The CPS documentation for OCC lists the codes that correspond to each year. However, a lot of these seem to be wrong.
For example, 1971 uses the 1970 Census codes, even though the documentation says it uses the 1960 Census codes. In 1969 and 1970, most of the dataset uses 1960 Census codes, but there are a few respondents that use the 1970 Census codes. In 1977, there’s an entry which uses an OCC code which doesn’t exist in the 1970 Census codes but does exist in the 1980 Census codes.

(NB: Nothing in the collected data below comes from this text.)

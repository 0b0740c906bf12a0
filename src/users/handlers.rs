use axum::{extract::State, routing::get, Json, Router};
use tracing::{info, instrument};

use super::dto::{GoalsRequest, GoalsResponse, UpdateProfileRequest, UserProfile};
use super::model::User;
use crate::{auth::extractors::OnboardedUser, error::AppError, state::AppState};

pub fn user_routes() -> Router<AppState> {
    Router::new()
        .route("/user/me", get(get_me).put(update_me))
        .route("/user/goals", get(get_goals).post(set_goals))
}

async fn load(state: &AppState, user: &OnboardedUser) -> Result<User, AppError> {
    User::find_by_id(&state.db, user.0.id)
        .await?
        .ok_or(AppError::NotFound("User"))
}

#[instrument(skip(state))]
pub async fn get_me(
    State(state): State<AppState>,
    user: OnboardedUser,
) -> Result<Json<UserProfile>, AppError> {
    Ok(Json(load(&state, &user).await?.into()))
}

#[instrument(skip(state, payload))]
pub async fn update_me(
    State(state): State<AppState>,
    user: OnboardedUser,
    Json(payload): Json<UpdateProfileRequest>,
) -> Result<Json<UserProfile>, AppError> {
    let mut current = load(&state, &user).await?;
    payload.apply(&mut current)?;
    let saved = User::save_profile(&state.db, &current).await?;
    info!(user_id = %saved.id, "profile updated");
    Ok(Json(saved.into()))
}

#[instrument(skip(state))]
pub async fn get_goals(
    State(state): State<AppState>,
    user: OnboardedUser,
) -> Result<Json<GoalsResponse>, AppError> {
    let current = load(&state, &user).await?;
    Ok(Json(GoalsResponse::from(&current)))
}

#[instrument(skip(state, payload))]
pub async fn set_goals(
    State(state): State<AppState>,
    user: OnboardedUser,
    Json(payload): Json<GoalsRequest>,
) -> Result<Json<GoalsResponse>, AppError> {
    if matches!(payload.target_weight, Some(w) if w <= 0.0) {
        return Err(AppError::BadRequest("target_weight must be positive".into()));
    }
    let mut current = load(&state, &user).await?;
    current.goals = Some(payload.goals.as_str().to_string());
    current.target_weight = payload.target_weight;
    let saved = User::save_profile(&state.db, &current).await?;
    info!(user_id = %saved.id, goals = ?saved.goals, "goals updated");
    Ok(Json(GoalsResponse::from(&saved)))
}
use std::net::SocketAddr;

use axum::{routing::get, Router};
use tower_http::{cors::CorsLayer, trace::TraceLayer};

use crate::state::AppState;
use crate::{auth, catalog, dashboard, food_logs, plans, tracking, users, workout_logs};

pub fn api_router() -> Router<AppState> {
    Router::new()
        .merge(auth::router())
        .merge(users::router())
        .merge(catalog::router())
        .merge(food_logs::router())
        .merge(workout_logs::router())
        .merge(dashboard::router())
        .merge(tracking::router())
        .merge(plans::router())
        .route("/health", get(|| async { "ok" }))
}

pub fn build_app(state: AppState) -> Router {
    Router::new()
        .nest("/api/v1", api_router())
        .with_state(state)
        .layer(CorsLayer::permissive())
        .layer(
            TraceLayer::new_for_http()
                .make_span_with(|req: &axum::http::Request<_>| {
                    let method = req.method().clone();
                    let uri = req.uri().clone();
                    tracing::info_span!("http_request", %method, uri = %uri, status = tracing::field::Empty)
                })
                .on_response(
                    |res: &axum::http::Response<_>,
                     latency: std::time::Duration,
                     span: &tracing::Span| {
                        let status = res.status();
                        span.record("status", tracing::field::display(status));
                        let latency_ms = latency.as_millis() as u64;
                        if status.is_server_error() {
                            tracing::error!(%status, latency_ms, "response");
                        } else {
                            tracing::info!(%status, latency_ms, "response");
                        }
                    },
                ),
        )
}

pub async fn serve(app: Router) -> anyhow::Result<()> {
    let addr: SocketAddr = format!(
        "{}:{}",
        std::env::var("APP_HOST").unwrap_or_else(|_| "0.0.0.0".into()),
        std::env::var("APP_PORT").unwrap_or_else(|_| "8080".into())
    )
    .parse()?;

    tracing::info!("listening on {}", addr);
    let listener = tokio::net::TcpListener::bind(addr).await?;
    axum::serve(listener, app).await?;
    Ok(())
}

#[cfg(test)]
mod tests {
    use super::*;
    use axum::body::Body;
    use axum::http::{Request, StatusCode};
    use tower::ServiceExt;

    async fn call(uri: &str, auth: Option<&str>) -> StatusCode {
        let app = build_app(AppState::fake());
        let mut req = Request::builder().uri(uri);
        if let Some(a) = auth {
            req = req.header("authorization", a);
        }
        app.oneshot(req.body(Body::empty()).unwrap())
            .await
            .unwrap()
            .status()
    }

    #[tokio::test]
    async fn health_is_open() {
        assert_eq!(call("/api/v1/health", None).await, StatusCode::OK);
    }

    #[tokio::test]
    async fn protected_routes_need_a_token() {
        for uri in [
            "/api/v1/foods",
            "/api/v1/food-logs/summary",
            "/api/v1/dashboard/trends?days=3",
            "/api/v1/tracking/water/today",
            "/api/v1/plans",
            "/api/v1/user/me",
        ] {
            assert_eq!(call(uri, None).await, StatusCode::UNAUTHORIZED, "{uri}");
        }
        assert_eq!(
            call("/api/v1/plans", Some("Bearer not-a-jwt")).await,
            StatusCode::UNAUTHORIZED
        );
    }
}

So far, I’ve been going through and correcting these manually for my analysis. But this is still really dangerous, because so far I’m only able to spot the errors that occur because there’s an incorrect code. However, I am concerned that there may be even more “silent errors” where the same code in the 1960 and 1970 Census codes have entirely different meanings, and so interpreting them incorrectly is just leading to incorrect results.
Could someone please go through more systematically and correct these errors?
IPUMS generally does not correct errors that are present in original (source) data, such as the original CPS data. We document systematic errors for data users when we become aware of them, but seek to preserve the original data in most circumstances. In many cases, we would not be able to correct errors in the original data—in the cases you describe, for example, IPUMS staff would have no way of knowing what a stray occupation code would represent for an individual in the CPS.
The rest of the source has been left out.